Baby Steps Features One of the Most Meaningful Decisions I Have Ever Encountered in Video Games
I've dealt with some difficult decisions in gaming. Some of my decisions in Life is Strange remain on my mind. Ghost of Tsushima final sequence led me to put my controller down for several minutes while I thought through my options. I am the cause of so many Krogan demises in the Mass Effect series that I regret deeply. None of those moments measure up to what possibly is the toughest selection I've faced in gaming — and it concerns a enormous set of steps.
Baby Steps, the newest release from the developers of Ape Out, is hardly a decision-focused experience.
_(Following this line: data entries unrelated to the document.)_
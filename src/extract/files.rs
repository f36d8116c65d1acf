//! Suffix-based file filters over route file lists.

use std::collections::BTreeSet;
use std::fmt;
use std::str::FromStr;

use serde_json::Value;

/// Classification of a manifest file path by its suffix.
#[derive(Debug, Clone, Copy, PartialEq, Eq, Hash)]
pub enum FileKind {
  /// `.js`
  Script,
  /// `.css`
  Stylesheet,
  /// Anything else.
  Other,
}

impl FileKind {
  /// Classify `path` by suffix.
  pub fn of(path: &str) -> Self {
    if path.ends_with(".js") {
      Self::Script
    } else if path.ends_with(".css") {
      Self::Stylesheet
    } else {
      Self::Other
    }
  }

  /// Suffix matched by this kind, `None` for [`FileKind::Other`].
  pub fn suffix(self) -> Option<&'static str> {
    match self {
      Self::Script => Some(".js"),
      Self::Stylesheet => Some(".css"),
      Self::Other => None,
    }
  }
}

/// Which files of a single route a copy action takes.
#[derive(Debug, Clone, Copy, Default, PartialEq, Eq)]
pub enum FileSelection {
  /// Every file of the route.
  #[default]
  All,
  /// Only `.js` files.
  Scripts,
  /// Only `.css` files.
  Stylesheets,
}

impl FileSelection {
  /// Whether `path` belongs to this selection.
  pub fn matches(self, path: &str) -> bool {
    match self {
      Self::All => true,
      Self::Scripts => FileKind::of(path) == FileKind::Script,
      Self::Stylesheets => FileKind::of(path) == FileKind::Stylesheet,
    }
  }
}

impl fmt::Display for FileSelection {
  fn fmt(&self, f: &mut fmt::Formatter<'_>) -> fmt::Result {
    f.write_str(match self {
      Self::All => "all",
      Self::Scripts => "js",
      Self::Stylesheets => "css",
    })
  }
}

impl FromStr for FileSelection {
  type Err = String;

  fn from_str(value: &str) -> Result<Self, Self::Err> {
    match value.trim().to_ascii_lowercase().as_str() {
      "all" | "files" | "" => Ok(Self::All),
      "js" | ".js" => Ok(Self::Scripts),
      "css" | ".css" => Ok(Self::Stylesheets),
      other => Err(format!("unknown file selection '{other}' (expected all, js or css)")),
    }
  }
}

/// String entries of a route's file list in original order. Non-string entries are skipped.
pub fn route_files(value: &Value) -> Vec<String> {
  value
    .as_array()
    .map(|items| {
      items
        .iter()
        .filter_map(Value::as_str)
        .map(str::to_string)
        .collect()
    })
    .unwrap_or_default()
}

/// Files ending in `suffix`, in original order and without deduplication.
pub fn files_with_suffix<'a>(files: &'a [String], suffix: &str) -> Vec<&'a str> {
  files
    .iter()
    .map(String::as_str)
    .filter(|path| path.ends_with(suffix))
    .collect()
}

/// Deduplicated, lexicographically sorted files ending in `suffix` across all `lists`.
pub fn aggregate_files_with_suffix<'a>(
  lists: impl IntoIterator<Item = &'a [String]>,
  suffix: &str,
) -> Vec<String> {
  let files: BTreeSet<&str> = lists
    .into_iter()
    .flat_map(|files| files_with_suffix(files, suffix))
    .collect();
  files.into_iter().map(str::to_string).collect()
}

#[cfg(test)]
mod tests {
  use super::*;
  use serde_json::json;

  #[test]
  fn classifies_by_suffix() {
    assert_eq!(FileKind::of("static/chunks/main.js"), FileKind::Script);
    assert_eq!(FileKind::of("static/css/app.css"), FileKind::Stylesheet);
    assert_eq!(FileKind::of("static/chunks/main.js.map"), FileKind::Other);
    assert_eq!(FileKind::of("static/chunks/MAIN.JS"), FileKind::Other);
    assert_eq!(FileKind::Script.suffix(), Some(".js"));
    assert_eq!(FileKind::Other.suffix(), None);
  }

  fn strings(values: &[&str]) -> Vec<String> {
    values.iter().map(|value| value.to_string()).collect()
  }

  #[test]
  fn skips_non_string_entries() {
    let files = json!(["b.js", 7, "a.css", null, { "x": 1 }]);
    assert_eq!(route_files(&files), strings(&["b.js", "a.css"]));
    assert!(route_files(&json!({ "a": [] })).is_empty());
  }

  #[test]
  fn per_route_filter_keeps_order_and_duplicates() {
    let files = strings(&["b.js", "a.css", "a.js", "b.js"]);
    assert_eq!(files_with_suffix(&files, ".js"), vec!["b.js", "a.js", "b.js"]);
    assert_eq!(files_with_suffix(&files, ".css"), vec!["a.css"]);
  }

  #[test]
  fn aggregate_deduplicates_and_sorts() {
    let first = strings(&["/shared.js", "/z.js", "/a.css"]);
    let second = strings(&["/b.js", "/shared.js"]);
    assert_eq!(
      aggregate_files_with_suffix([first.as_slice(), second.as_slice()], ".js"),
      vec!["/b.js", "/shared.js", "/z.js"]
    );
    assert_eq!(
      aggregate_files_with_suffix([first.as_slice(), second.as_slice()], ".css"),
      vec!["/a.css"]
    );
    assert!(aggregate_files_with_suffix([second.as_slice()], ".css").is_empty());
  }

  #[test]
  fn parses_selections() {
    assert_eq!("JS".parse::<FileSelection>(), Ok(FileSelection::Scripts));
    assert_eq!(".css".parse::<FileSelection>(), Ok(FileSelection::Stylesheets));
    assert_eq!("all".parse::<FileSelection>(), Ok(FileSelection::All));
    assert!("png".parse::<FileSelection>().is_err());
    assert!(FileSelection::Stylesheets.matches("x.css"));
    assert!(!FileSelection::Scripts.matches("x.css"));
  }
}
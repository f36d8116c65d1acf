//! One-shot `parse` and `fetch` commands.

use std::io::Write;
use std::path::Path;
use std::process::ExitCode;

use anyhow::{Context, Result, bail};
use tokio::io::AsyncReadExt;
use tracing::debug;

use super::args::{CopyTarget, OutputArgs};
use crate::app::{ManifestApp, render};
use crate::clipboard::{Clipboard, SystemClipboard, TerminalClipboard};
use crate::config::InspectorConfig;
use crate::evaluator::EvaluatorHandle;
use crate::extract::{FileKind, FileSelection};
use crate::fetch::ManifestFetcher;
use crate::models::WorkerResponse;

/// Where the manifest text of a one-shot command comes from.
#[derive(Debug, Clone)]
pub enum Source<'a> {
  /// File path, or stdin for `None` and `-`.
  File(Option<&'a Path>),
  /// Deployed manifest URL.
  Url(&'a str),
}

/// Run a one-shot command, writing results to stdout and notices to stderr.
pub async fn run_once(source: Source<'_>, output: &OutputArgs, config: &InspectorConfig) -> Result<ExitCode> {
  if output.json {
    return print_envelope(source, config).await;
  }

  let clipboard: Box<dyn Clipboard> = if output.print {
    Box::new(TerminalClipboard::stdout())
  } else {
    Box::new(SystemClipboard::new())
  };
  let mut app = ManifestApp::new(config, clipboard)?;

  let parsed = match source {
    Source::File(path) => {
      let content = read_source(path).await?;
      app.parse(Some(content)).await
    }
    Source::Url(url) => app.fetch(url).await,
  };
  if let Some(filter) = &output.filter {
    app.set_filter(filter.clone());
  }

  let succeeded = if !parsed {
    false
  } else if let Some(target) = output.copy {
    copy(&mut app, target, output.route.as_deref())?
  } else {
    print!("{}", render::render_routes(app.state()));
    true
  };

  if let Some(notice) = app.notices().latest() {
    eprintln!("{}", render::render_notice(notice));
  }
  Ok(if succeeded { ExitCode::SUCCESS } else { ExitCode::FAILURE })
}

fn copy<C: Clipboard>(app: &mut ManifestApp<C>, target: CopyTarget, route: Option<&str>) -> Result<bool> {
  debug!(?target, route, "copy requested");
  Ok(match (target, route) {
    (CopyTarget::Routes, None) => app.copy_all_routes(),
    (CopyTarget::Js, None) => app.copy_all_files_with_ext(FileKind::Script),
    (CopyTarget::Css, None) => app.copy_all_files_with_ext(FileKind::Stylesheet),
    (CopyTarget::Files, None) => bail!("--copy files needs --route <ROUTE>"),
    (CopyTarget::Routes | CopyTarget::Files, Some(route)) => app.copy_route(route, FileSelection::All),
    (CopyTarget::Js, Some(route)) => app.copy_route(route, FileSelection::Scripts),
    (CopyTarget::Css, Some(route)) => app.copy_route(route, FileSelection::Stylesheets),
  })
}

async fn read_source(path: Option<&Path>) -> Result<String> {
  match path {
    Some(path) if path != Path::new("-") => tokio::fs::read_to_string(path)
      .await
      .with_context(|| format!("failed to read {}", path.display())),
    _ => {
      let mut content = String::new();
      tokio::io::stdin()
        .read_to_string(&mut content)
        .await
        .context("failed to read manifest from stdin")?;
      Ok(content)
    }
  }
}

/// Print `{ok, manifest}` / `{ok, error}` exactly as the evaluator answered.
async fn print_envelope(source: Source<'_>, config: &InspectorConfig) -> Result<ExitCode> {
  let content = match source {
    Source::File(path) => read_source(path).await?,
    Source::Url(url) => {
      let fetcher = ManifestFetcher::new(&config.user_agent, config.fetch_timeout())?;
      match fetcher.fetch(url).await {
        Ok(body) => body,
        Err(error) => return emit(&WorkerResponse::failed(error)),
      }
    }
  };
  let evaluator = EvaluatorHandle::spawn(config.sandbox_options())?;
  let response = evaluator.evaluate(content).await;
  emit(&response)
}

fn emit(response: &WorkerResponse) -> Result<ExitCode> {
  let mut stdout = std::io::stdout().lock();
  serde_json::to_writer_pretty(&mut stdout, response).context("failed to write JSON")?;
  writeln!(stdout)?;
  Ok(if response.is_ok() { ExitCode::SUCCESS } else { ExitCode::FAILURE })
}
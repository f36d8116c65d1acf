//! Terminal rendering of route cards.

use std::fmt::Write;

use owo_colors::{OwoColorize, Stream};

use super::notices::{Notice, NoticeKind};
use super::state::AppState;
use crate::extract::{FileKind, RouteTable};

/// `Discovered N Routes`, or a hint when nothing has been parsed yet.
pub fn status_line(state: &AppState) -> String {
  let mut line = match state.route_count() {
    0 => "No routes parsed yet".to_string(),
    1 => "Discovered 1 Route".to_string(),
    count => format!("Discovered {count} Routes"),
  };
  if let Some(build_id) = &state.build_id {
    let _ = write!(line, " (build {build_id})");
  }
  if !state.filter.trim().is_empty() {
    let shown = state.routes.filter(&state.filter).len();
    let _ = write!(line, ", {shown} matching \"{}\"", state.filter.trim());
  }
  line
}

/// One card per route: header, JS/CSS counts and the file list.
pub fn route_card(table: &RouteTable, route: &str) -> String {
  let files = table.files(route).unwrap_or_default();
  let scripts = files.iter().filter(|path| FileKind::of(path) == FileKind::Script).count();
  let styles = files.iter().filter(|path| FileKind::of(path) == FileKind::Stylesheet).count();

  let mut card = format!(
    "{} {}\n",
    route.if_supports_color(Stream::Stdout, |text| text.bold()),
    format!("[{scripts} js, {styles} css]").if_supports_color(Stream::Stdout, |text| text.dimmed()),
  );
  for path in files {
    let marker = "└─".if_supports_color(Stream::Stdout, |text| text.dimmed());
    let _ = match FileKind::of(path) {
      FileKind::Script => writeln!(card, "  {marker} {}", path.if_supports_color(Stream::Stdout, |text| text.yellow())),
      FileKind::Stylesheet => writeln!(card, "  {marker} {}", path.if_supports_color(Stream::Stdout, |text| text.cyan())),
      FileKind::Other => writeln!(card, "  {marker} {path}"),
    };
  }
  card
}

/// Status line followed by a card for every route passing the current filter.
pub fn render_routes(state: &AppState) -> String {
  let mut out = status_line(state);
  out.push('\n');
  for route in state.routes.filter(&state.filter) {
    out.push('\n');
    out.push_str(&route_card(&state.routes, route));
  }
  out
}

/// Notice text, coloured by kind.
pub fn render_notice(notice: &Notice) -> String {
  match notice.kind {
    NoticeKind::Success => format!(
      "{} {}",
      "✓".if_supports_color(Stream::Stderr, |text| text.green()),
      notice.message
    ),
    NoticeKind::Error => format!(
      "{} {}",
      "✗".if_supports_color(Stream::Stderr, |text| text.red()),
      notice.message
    ),
  }
}

#[cfg(test)]
mod tests {
  use super::*;
  use crate::extract::RouteRules;
  use crate::models::Manifest;
  use serde_json::{Value, json};

  fn state(value: Value) -> AppState {
    let Value::Object(map) = value else {
      panic!("expected an object");
    };
    let manifest = Manifest(map);
    let routes = RouteTable::from_manifest(&manifest, &RouteRules::default());
    let mut state = AppState::default();
    state.set_results(manifest, routes);
    state
  }

  #[test]
  fn status_line_counts_routes() {
    assert_eq!(status_line(&AppState::default()), "No routes parsed yet");
    assert_eq!(status_line(&state(json!({ "/a": [] }))), "Discovered 1 Route");

    let mut many = state(json!({ "/a": [], "/b": [], "/blog": [] }));
    many.build_id = Some("abc".into());
    many.filter = "b".into();
    assert_eq!(status_line(&many), "Discovered 3 Routes (build abc), 2 matching \"b\"");
  }

  #[test]
  fn cards_list_files_in_manifest_order() {
    let state = state(json!({ "/a": ["z.js", "a.css", "m.txt"] }));
    let card = route_card(&state.routes, "/a");
    assert!(card.contains("/a"));
    assert!(card.contains("[1 js, 1 css]"));
    let z = card.find("z.js").unwrap();
    let a = card.find("a.css").unwrap();
    let m = card.find("m.txt").unwrap();
    assert!(z < a && a < m);
    assert_eq!(card.matches("└─").count(), 3);
  }

  #[test]
  fn render_applies_the_filter() {
    let mut state = state(json!({ "/about": ["a.js"], "/blog": ["b.js"] }));
    state.filter = "BLO".into();
    let rendered = render_routes(&state);
    assert!(rendered.contains("b.js"));
    assert!(!rendered.contains("a.js"));
  }
}
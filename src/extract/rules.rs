//! Rules deciding which manifest keys are routes.

use std::collections::BTreeSet;

use serde_json::Value;

/// Trait describing which manifest entries count as routes.
pub trait RouteInclusion {
  /// Returns `true` when `key` (holding `value`) should be listed as a route.
  fn is_route(&self, key: &str, value: &Value) -> bool;
}

/// Reserved keys plus an internal-prefix marker, both excluded from route enumeration.
#[derive(Debug, Clone, PartialEq, Eq)]
pub struct RouteRules {
  reserved: BTreeSet<String>,
  internal_prefix: String,
}

impl Default for RouteRules {
  fn default() -> Self {
    Self::new(["sortedPages".to_string(), "__rewrites".to_string()], "__")
  }
}

impl RouteRules {
  /// Build rules from a list of reserved keys and an internal prefix.
  ///
  /// Reserved keys are trimmed and empty entries discarded. An empty prefix disables the
  /// internal-key check instead of excluding every key.
  pub fn new(
    reserved: impl IntoIterator<Item = String>,
    internal_prefix: impl Into<String>,
  ) -> Self {
    Self {
      reserved: normalise_keys(reserved),
      internal_prefix: internal_prefix.into(),
    }
  }

  /// Whether `key` names a reserved or internal entry.
  pub fn is_excluded(&self, key: &str) -> bool {
    if self.reserved.contains(key) {
      return true;
    }
    !self.internal_prefix.is_empty() && key.starts_with(&self.internal_prefix)
  }
}

impl RouteInclusion for RouteRules {
  fn is_route(&self, key: &str, value: &Value) -> bool {
    value.is_array() && !self.is_excluded(key)
  }
}

fn normalise_keys(values: impl IntoIterator<Item = String>) -> BTreeSet<String> {
  values
    .into_iter()
    .map(|value| value.trim().to_string())
    .filter(|value| !value.is_empty())
    .collect()
}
Definitely not in typical gaming terms. You simply have to walk around a expansive environment as the protagonist Nate, a grown-up in childish attire who can hardly stay upright on his shaky limbs. It appears to be a setup for annoyance, but Baby Steps’s appeal is in its deceptively impactful story that will surprise you when you least anticipate it. There’s no situation that exemplifies that strength like a key selection that I keep reflecting on.
Alert: Spoilers
A bit of context is needed at this point. Baby Steps begins as Nate is magically whisked away from his family's basement and into a magical realm. He immediately finds that walking through it is a difficulty, as a long time spent as a sedentary person have atrophied his limbs. The physical comedy of it all stems from players controlling Nate one step at a time, trying to maintain his balance.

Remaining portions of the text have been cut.